** Record excerpts follows **

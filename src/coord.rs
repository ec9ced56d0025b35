use std::fmt;
use std::ops;

use itertools::Itertools;


pub const NUM_ROWS: u8 = 8;
pub const NUM_COLS: u8 = 8;


#[derive(Clone, Copy, PartialEq, Eq, PartialOrd, Ord, Hash, Debug)]
pub struct Row {
    idx: u8, // 0-based
}

impl Row {
    pub const fn from_zero_based(idx: u8) -> Self {
        assert!(idx < NUM_ROWS);
        Self { idx }
    }
    pub fn try_from_zero_based(idx: i64) -> Option<Self> {
        u8::try_from(idx).ok().filter(|&idx| idx < NUM_ROWS).map(|idx| Self { idx })
    }
    pub const fn to_zero_based(self) -> u8 { self.idx }
    pub fn all() -> impl Iterator<Item = Self> + Clone { (0..NUM_ROWS).map(Self::from_zero_based) }
}

impl ops::Sub for Row {
    type Output = i8;
    fn sub(self, other: Self) -> Self::Output {
        (self.to_zero_based() as i8) - (other.to_zero_based() as i8)
    }
}


#[derive(Clone, Copy, PartialEq, Eq, PartialOrd, Ord, Hash, Debug)]
pub struct Col {
    idx: u8, // 0-based
}

impl Col {
    pub const fn from_zero_based(idx: u8) -> Self {
        assert!(idx < NUM_COLS);
        Self { idx }
    }
    pub fn try_from_zero_based(idx: i64) -> Option<Self> {
        u8::try_from(idx).ok().filter(|&idx| idx < NUM_COLS).map(|idx| Self { idx })
    }
    pub const fn to_zero_based(self) -> u8 { self.idx }
    pub fn all() -> impl Iterator<Item = Self> + Clone { (0..NUM_COLS).map(Self::from_zero_based) }
}

impl ops::Sub for Col {
    type Output = i8;
    fn sub(self, other: Self) -> Self::Output {
        (self.to_zero_based() as i8) - (other.to_zero_based() as i8)
    }
}


#[derive(Clone, Copy, PartialEq, Eq, Hash)]
pub struct Coord {
    pub row: Row,
    pub col: Col,
}

impl Coord {
    pub const fn new(row: Row, col: Col) -> Self { Self { row, col } }

    // Panics if the coordinates are off the board. Use `try_new` for untrusted input.
    pub const fn from_zero_based(row: u8, col: u8) -> Self {
        Self::new(Row::from_zero_based(row), Col::from_zero_based(col))
    }

    pub fn try_new(row: i64, col: i64) -> Option<Self> {
        Some(Self {
            row: Row::try_from_zero_based(row)?,
            col: Col::try_from_zero_based(col)?,
        })
    }

    pub fn all() -> impl Iterator<Item = Coord> {
        Row::all().cartesian_product(Col::all()).map(|(row, col)| Coord { row, col })
    }

    // Dark squares are the only ones used by the starting layout.
    pub fn is_dark(self) -> bool { (self.row.to_zero_based() + self.col.to_zero_based()) % 2 == 1 }

    // Arithmetic midpoint. Only meaningful when both deltas are even.
    pub fn midpoint(self, other: Coord) -> Coord {
        Coord::from_zero_based(
            (self.row.to_zero_based() + other.row.to_zero_based()) / 2,
            (self.col.to_zero_based() + other.col.to_zero_based()) / 2,
        )
    }
}

impl ops::Sub for Coord {
    type Output = (i8, i8);
    fn sub(self, other: Self) -> Self::Output { (self.row - other.row, self.col - other.col) }
}

impl fmt::Debug for Coord {
    fn fmt(&self, f: &mut fmt::Formatter<'_>) -> fmt::Result {
        write!(f, "Coord({}, {})", self.row.to_zero_based(), self.col.to_zero_based())
    }
}


#[cfg(test)]
mod tests {
    use super::*;

    #[test]
    fn try_new_rejects_off_board() {
        assert_eq!(Coord::try_new(0, 7), Some(Coord::from_zero_based(0, 7)));
        assert_eq!(Coord::try_new(8, 0), None);
        assert_eq!(Coord::try_new(0, -1), None);
        assert_eq!(Coord::try_new(i64::MAX, 3), None);
    }

    #[test]
    fn delta_and_midpoint() {
        let from = Coord::from_zero_based(4, 4);
        let to = Coord::from_zero_based(2, 2);
        assert_eq!(to - from, (-2, -2));
        assert_eq!(from.midpoint(to), Coord::from_zero_based(3, 3));
    }

    #[test]
    fn all_coords() {
        assert_eq!(Coord::all().count(), 64);
        assert_eq!(Coord::all().filter(|c| c.is_dark()).count(), 32);
    }
}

** End of Record excerpts **

What the task asks
The answer should consist only of the lines from the one with "let from = Coord::from_zero_based(4, 4);" to the final line of the records above, retyped word for word.

Completed exercise
        let from = Coord::from_zero_based(4, 4);
        let to = Coord::from_zero_based(2, 2);
        assert_eq!(to - from, (-2, -2));
        assert_eq!(from.midpoint(to), Coord::from_zero_based(3, 3));
    }

    #[test]
    fn all_coords() {
        assert_eq!(Coord::all().count(), 64);
        assert_eq!(Coord::all().filter(|c| c.is_dark()).count(), 32);
    }
}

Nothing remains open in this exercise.